Prison avec sursis pour délinquance banale à Ajaccio
Par Isabelle LUCCIONI
Audience de comparution immédiate hier au tribunal de grande instance d’Ajaccio. L’audience de la délinquance du quotidien. Et souvent des gens très peu habitués aux prétoires.
Dans le box vitré, un homme de 59 ans à qui une toison et une barbe de neige donnent un faux air de Père Noël. Sauf que derrière l’apparence d’inoffensif grand-père, il y a un récidiviste de la conduite sous l’empire d’un état alcoolique. Sans permis de surcroît, puisque le document a été confisqué depuis belle lurette.
Le prévenu est portugais. Son avocate Me Johana Giovanni demande un interprète. « Il vit en Corse depuis 15 ans et n’a pas eu besoin d’interprète en garde à vue », lui rappelle la présidente Marie-Josèphe Muracciole.
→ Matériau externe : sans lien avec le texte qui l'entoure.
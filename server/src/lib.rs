//! # Message Server Library
//!
//! This library provides the server side of the reliable UDP messaging
//! protocol. It accepts client sessions on a single socket, keeps an
//! independent reliable stream to and from every client, and hands
//! delivered payloads to the application in arrival order.
//!
//! ## Core Responsibilities
//!
//! ### Client Registry
//! Handles the complete lifecycle of client sessions including:
//! - Connection establishment and id assignment
//! - Accept policy through an application hook
//! - Explicit disconnects, kicks and idle timeouts
//! - Disconnect notification with the reason
//!
//! ### Reliable Streams
//! Every client owns its own sequence space. Reliable messages from a client
//! are delivered to the application exactly once and in order; missing
//! sequences are requested back from the client. Reliable messages to a
//! client stay buffered until the client acknowledges them.
//!
//! ### Unreliable Traffic
//! Messages sent outside the reliable stream are delivered as soon as they
//! arrive, or not at all, and never wait behind a gap.
//!
//! ## Architecture Design
//!
//! ### One Network Thread
//! All receiving, acknowledgement and retransmission happens on one thread
//! per server. Application threads only submit messages and drain the
//! delivery queue; each client's window has its own lock, so a send to one
//! client never waits on traffic from another.
//!
//! ### Bounded Windows
//! A client that stops acknowledging fills its send window; the next send is
//! rejected and the client is disconnected rather than growing memory
//! without bound.
//!
//! ## Module Organization
//!
//! ### Client Manager Module (`client_manager`)
//! Tracks connected clients and their per-client state:
//! - Slot table with a fixed capacity
//! - Address lookup and activity timestamps
//! - Pending disconnects and timeout detection
//! - Recipient selection for sends
//!
//! ### Network Module (`network`)
//! Handles the socket and protocol dispatch:
//! - Datagram decoding and validation
//! - Handshake, acknowledgement and retransmission
//! - Delivery queue and the public send API
//! - Orderly shutdown
//!
//! ## Usage Example
//!
//! ```rust,no_run
//! use server::client_manager::Recipients;
//! use server::network::{Server, ServerHooks};
//! use shared::ServerConfig;
//! use std::time::Duration;
//!
//! fn main() -> Result<(), Box<dyn std::error::Error>> {
//!     let config = ServerConfig::new("127.0.0.1:8080".parse()?);
//!     let hooks = ServerHooks::new().on_disconnect(|id, reason| {
//!         println!("client {} left: {}", id, reason);
//!     });
//!     let server = Server::initialize(config, hooks)?;
//!
//!     // Echo every message back to everyone but its sender.
//!     while server.exists() {
//!         if let Some(message) = server.wait_message(Duration::from_millis(100)) {
//!             server.send(Recipients::AllExcept(&[message.peer_id]), &message.data, true)?;
//!         }
//!     }
//!     Ok(())
//! }
//! ```

pub mod client_manager;
pub mod network;
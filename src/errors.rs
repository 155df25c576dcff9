//
// Error type used throughout the crate, and its mapping
// to HTTP status codes.
//
use std::error::Error;
use std::fmt;
use std::io;

use http::StatusCode;

pub type DavResult<T> = Result<T, DavError>;

#[derive(Debug)]
pub enum DavError {
    NotFound,
    Forbidden,
    BadRequest(&'static str),
    UnknownDavMethod,
    Io(io::Error),
    XmlWrite(xml::writer::Error),
}

impl DavError {
    pub fn statuscode(&self) -> StatusCode {
        match self {
            DavError::NotFound => StatusCode::NOT_FOUND,
            DavError::Forbidden => StatusCode::FORBIDDEN,
            DavError::BadRequest(_) => StatusCode::BAD_REQUEST,
            DavError::UnknownDavMethod => StatusCode::NOT_IMPLEMENTED,
            DavError::Io(_) | DavError::XmlWrite(_) => StatusCode::INTERNAL_SERVER_ERROR,
        }
    }
}

impl fmt::Display for DavError {
    fn fmt(&self, f: &mut fmt::Formatter<'_>) -> fmt::Result {
        match self {
            DavError::NotFound => write!(f, "not found"),
            DavError::Forbidden => write!(f, "forbidden"),
            DavError::BadRequest(msg) => write!(f, "bad request: {msg}"),
            DavError::UnknownDavMethod => write!(f, "method not implemented"),
            DavError::Io(e) => write!(f, "io error: {e}"),
            DavError::XmlWrite(e) => write!(f, "xml write error: {e}"),
        }
    }
}

impl Error for DavError {
    fn source(&self) -> Option<&(dyn Error + 'static)> {
        match self {
            DavError::Io(e) => Some(e),
            DavError::XmlWrite(e) => Some(e),
            _ => None,
        }
    }
}

// Maps the error kind at the point where a request target is first
// touched: a missing file is 404, an unreadable one 403, the rest 500.
impl From<io::Error> for DavError {
    fn from(e: io::Error) -> Self {
        match e.kind() {
            // an intermediate path segment that is a file lands here.
            io::ErrorKind::NotFound | io::ErrorKind::NotADirectory => DavError::NotFound,
            io::ErrorKind::PermissionDenied => DavError::Forbidden,
            _ => DavError::Io(e),
        }
    }
}

impl From<xml::writer::Error> for DavError {
    fn from(e: xml::writer::Error) -> Self {
        DavError::XmlWrite(e)
    }
}
//! The share registry, and the mapping from request paths to
//! filesystem paths.

use std::path::PathBuf;

use crate::config::{ConfigError, Share};
use crate::davpath::DavPath;

/// The ordered list of configured shares. Built once at startup,
/// read-only afterwards; handlers share it behind an `Arc`.
#[derive(Debug)]
pub struct ShareRegistry {
    shares: Vec<Share>,
}

/// What a request path points at.
///
/// Existence and kind of an `Entry` are not checked here; the
/// handlers ask the filesystem when they need to know, so the answer
/// always reflects live state.
#[derive(Debug, PartialEq, Eq)]
pub enum ResolvedTarget<'a> {
    /// The synthetic `/` collection listing all shares.
    VirtualRoot,
    /// The top of a share.
    ShareRoot(&'a Share),
    /// A path inside a share, joined onto the share's real root.
    Entry { share: &'a Share, real: PathBuf },
}

impl ShareRegistry {
    /// Validate the share list. Aliases must be non-empty, must not
    /// contain a slash, and must be unique.
    pub fn new(shares: Vec<Share>) -> Result<ShareRegistry, ConfigError> {
        for (i, share) in shares.iter().enumerate() {
            let a = &share.alias;
            if a.is_empty() || a == "." || a == ".." || a.contains('/') {
                return Err(ConfigError::InvalidAlias(a.clone()));
            }
            if shares[..i].iter().any(|s| &s.alias == a) {
                return Err(ConfigError::DuplicateAlias(a.clone()));
            }
        }
        Ok(ShareRegistry { shares })
    }

    /// Shares in configuration order. The order decides root listing
    /// order; aliases are unique so it does not affect matching.
    pub fn shares(&self) -> &[Share] {
        &self.shares
    }

    /// Map a request path onto a share. `None` means no alias matched.
    pub fn resolve<'a>(&'a self, path: &DavPath) -> Option<ResolvedTarget<'a>> {
        let (alias, rest) = match path.split_first() {
            None => return Some(ResolvedTarget::VirtualRoot),
            Some(x) => x,
        };
        let share = self.shares.iter().find(|s| s.alias == alias)?;
        if rest.is_empty() {
            Some(ResolvedTarget::ShareRoot(share))
        } else {
            let mut real = share.path.clone();
            real.extend(rest);
            Some(ResolvedTarget::Entry { share, real })
        }
    }
}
En fait, c’est le tribunal qui aurait sans doute eu besoin d’une traduction.
Le prévenu comprend presque toutes les questions. Mais son regard indique à quel point les termes de la justice le désarçonnent. « Vous conduisiez sous l’empire d’un état alcoolique ? » Pas de réaction. « Vous aviez bu de l’alcool ? », reprend la présidente.
« Non, non ! Seulement trois ou quatre pastis », répond l’homme dans le box.
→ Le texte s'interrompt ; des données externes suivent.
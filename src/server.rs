//! The hyper server loop.
//!
//! Each connection runs as its own tokio task; a slow client cannot
//! hold up unrelated requests. The handler (and with it the share
//! registry) is shared by all connections.

use std::convert::Infallible;
use std::error::Error;
use std::net::SocketAddr;
use std::time::Duration;

use http::{Response, StatusCode};
use hyper::service::{make_service_fn, service_fn};

use crate::body::Body;
use crate::registry::ShareRegistry;
use crate::DavHandler;

// Clients that stall while sending their request headers are cut off.
const HEADER_READ_TIMEOUT: Duration = Duration::from_secs(30);

// Bound on resolving and rendering one request. Streaming a file body
// after the headers went out is not covered; disconnects cancel it.
const DISPATCH_TIMEOUT: Duration = Duration::from_secs(30);

/// Bind and serve. Runs until the process is killed; a bind failure
/// is returned (and is fatal to the caller).
pub async fn serve(registry: ShareRegistry, port: u16) -> Result<(), Box<dyn Error>> {
    for share in registry.shares() {
        info!(
            "share /{} -> {}{}",
            share.alias,
            share.path.display(),
            if share.read_only { " (read-only)" } else { "" }
        );
    }

    let handler = DavHandler::new(registry);
    let make_service = make_service_fn(move |_| {
        let handler = handler.clone();
        async move {
            let func = move |req| {
                let handler = handler.clone();
                async move {
                    let res = match tokio::time::timeout(DISPATCH_TIMEOUT, handler.handle(req)).await {
                        Ok(res) => res,
                        Err(_) => {
                            debug!("request timed out");
                            Response::builder()
                                .status(StatusCode::INTERNAL_SERVER_ERROR)
                                .header("Content-Length", "0")
                                .body(Body::empty())
                                .unwrap()
                        }
                    };
                    Ok::<_, Infallible>(res)
                }
            };
            Ok::<_, Infallible>(service_fn(func))
        }
    });

    let addr = SocketAddr::from(([0, 0, 0, 0], port));
    let server = hyper::Server::try_bind(&addr)?
        .http1_header_read_timeout(HEADER_READ_TIMEOUT)
        .serve(make_service);

    info!("listening on {addr}");
    println!("Serving on {addr}");

    server.await?;
    Ok(())
}
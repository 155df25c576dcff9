//! Request path as it came in over the wire.
//!
//! A [`DavPath`] is the percent-decoded, segment-normalized form of the
//! request target. Parsing rejects anything that could escape a share
//! root, so a `DavPath` can be joined onto a real directory without
//! further sanitization.

use std::fmt;

use percent_encoding::{percent_decode, utf8_percent_encode, AsciiSet, CONTROLS};

use crate::errors::DavError;
use crate::DavResult;

// Characters percent-encoded when we generate hrefs.
const PATH_ENCODE_SET: &AsciiSet = &CONTROLS
    .add(b' ')
    .add(b'"')
    .add(b'#')
    .add(b'%')
    .add(b'<')
    .add(b'>')
    .add(b'?')
    .add(b'`')
    .add(b'{')
    .add(b'}');

#[derive(Debug, Clone, PartialEq, Eq)]
pub struct DavPath {
    segments: Vec<String>,
    // trailing slash on the wire.
    collection: bool,
}

impl DavPath {
    /// Parse a request target. Must be an absolute path; percent
    /// escapes are decoded, empty and `.` segments are dropped, and
    /// `..` segments are refused outright.
    pub fn parse(path: &str) -> DavResult<DavPath> {
        if !path.starts_with('/') {
            return Err(DavError::BadRequest("request target must be an absolute path"));
        }
        let collection = path.ends_with('/');
        let mut segments = Vec::new();
        for seg in path.split('/') {
            let seg = percent_decode(seg.as_bytes())
                .decode_utf8()
                .map_err(|_| DavError::BadRequest("path is not valid utf-8"))?;
            let s: &str = seg.as_ref();
            if s.is_empty() || s == "." {
                continue;
            }
            if s == ".." {
                return Err(DavError::BadRequest("path traversal"));
            }
            if s.contains('/') || s.contains('\0') {
                return Err(DavError::BadRequest("invalid character in path segment"));
            }
            segments.push(seg.into_owned());
        }
        let collection = collection || segments.is_empty();
        Ok(DavPath {
            segments,
            collection,
        })
    }

    /// The virtual root, `/`.
    pub fn is_root(&self) -> bool {
        self.segments.is_empty()
    }

    /// Did the path carry a trailing slash.
    pub fn is_collection(&self) -> bool {
        self.collection
    }

    pub fn segments(&self) -> &[String] {
        &self.segments
    }

    /// Alias segment plus share-relative remainder, unless this is the root.
    pub fn split_first(&self) -> Option<(&str, &[String])> {
        self.segments
            .split_first()
            .map(|(first, rest)| (first.as_str(), rest))
    }

    /// Last segment; the entry's base name.
    pub fn file_name(&self) -> Option<&str> {
        self.segments.last().map(|s| s.as_str())
    }

    /// Percent-encoded url form, with the trailing slash preserved.
    pub fn as_url_string(&self) -> String {
        if self.segments.is_empty() {
            return "/".to_string();
        }
        let mut s = String::new();
        for seg in &self.segments {
            s.push('/');
            s.push_str(&encode_segment(seg));
        }
        if self.collection {
            s.push('/');
        }
        s
    }
}

impl fmt::Display for DavPath {
    fn fmt(&self, f: &mut fmt::Formatter<'_>) -> fmt::Result {
        f.write_str(&self.as_url_string())
    }
}

/// Percent-encode one path segment for use in an href.
pub fn encode_segment(seg: &str) -> String {
    utf8_percent_encode(seg, PATH_ENCODE_SET).to_string()
}
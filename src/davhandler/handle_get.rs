use std::io;
use std::path::PathBuf;

use async_stream::try_stream;
use bytes::{Bytes, BytesMut};
use futures_util::stream::Stream;
use headers::HeaderMapExt;
use http::{Response, StatusCode};
use tokio::io::AsyncReadExt;

use crate::body::Body;
use crate::davpath::DavPath;
use crate::errors::DavError;
use crate::registry::ResolvedTarget;
use crate::DavResult;

pub(crate) const READ_BUF_SIZE: usize = 65536;

impl crate::DavHandler {
    /// GET. A file is streamed back; a directory answers with the
    /// same multistatus document PROPFIND would produce, so shares
    /// can be browsed with a plain http client.
    pub(crate) async fn handle_get(&self, path: &DavPath) -> DavResult<Response<Body>> {
        let target = self.registry.resolve(path).ok_or(DavError::NotFound)?;
        let real: PathBuf = match target {
            ResolvedTarget::VirtualRoot => return self.handle_propfind(path).await,
            ResolvedTarget::ShareRoot(share) => share.path.clone(),
            ResolvedTarget::Entry { real, .. } => real,
        };

        let meta = tokio::fs::metadata(&real).await?;
        if meta.is_dir() {
            return self.handle_propfind(path).await;
        }
        // a trailing slash cannot name a file.
        if path.is_collection() {
            return Err(DavError::NotFound);
        }

        // open before answering; an unreadable file is a 403, and the
        // Content-Length comes from metadata, not from buffering.
        let file = tokio::fs::File::open(&real).await?;
        trace!("FS: open {real:?}");

        let mut res = Response::builder()
            .status(StatusCode::OK)
            .body(Body::stream(file_stream(file)))
            .unwrap();
        res.headers_mut().typed_insert(headers::ContentLength(meta.len()));
        res.headers_mut().typed_insert(headers::ContentType::from(
            mime_guess::from_path(&real).first_or_octet_stream(),
        ));
        Ok(res)
    }
}

// Read the file in chunks, yielding each chunk to the connection as
// it arrives. Memory use is bounded by READ_BUF_SIZE per transfer.
fn file_stream(mut file: tokio::fs::File) -> impl Stream<Item = io::Result<Bytes>> + Send {
    try_stream! {
        let mut buf = BytesMut::with_capacity(READ_BUF_SIZE);
        loop {
            buf.reserve(READ_BUF_SIZE);
            let n = file.read_buf(&mut buf).await?;
            if n == 0 {
                break;
            }
            yield buf.split().freeze();
        }
    }
}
Ce sera l’une de ses rares réponses audibles. On croit comprendre qu’il est « obligé de conduire » pour transporter ses outils de travail.
Au banc du ministère public, le substitut Sylvain Darchy demande l’application de la loi. L’homme est récidiviste. Il ne s’est jamais présenté à la justice. Il a même fallu émettre un mandat d’arrêt pour sa précédente condamnation.
En défense, Me Giovanni ne cherche même pas à nier les évidences. Mais la prison ferme la fait bondir.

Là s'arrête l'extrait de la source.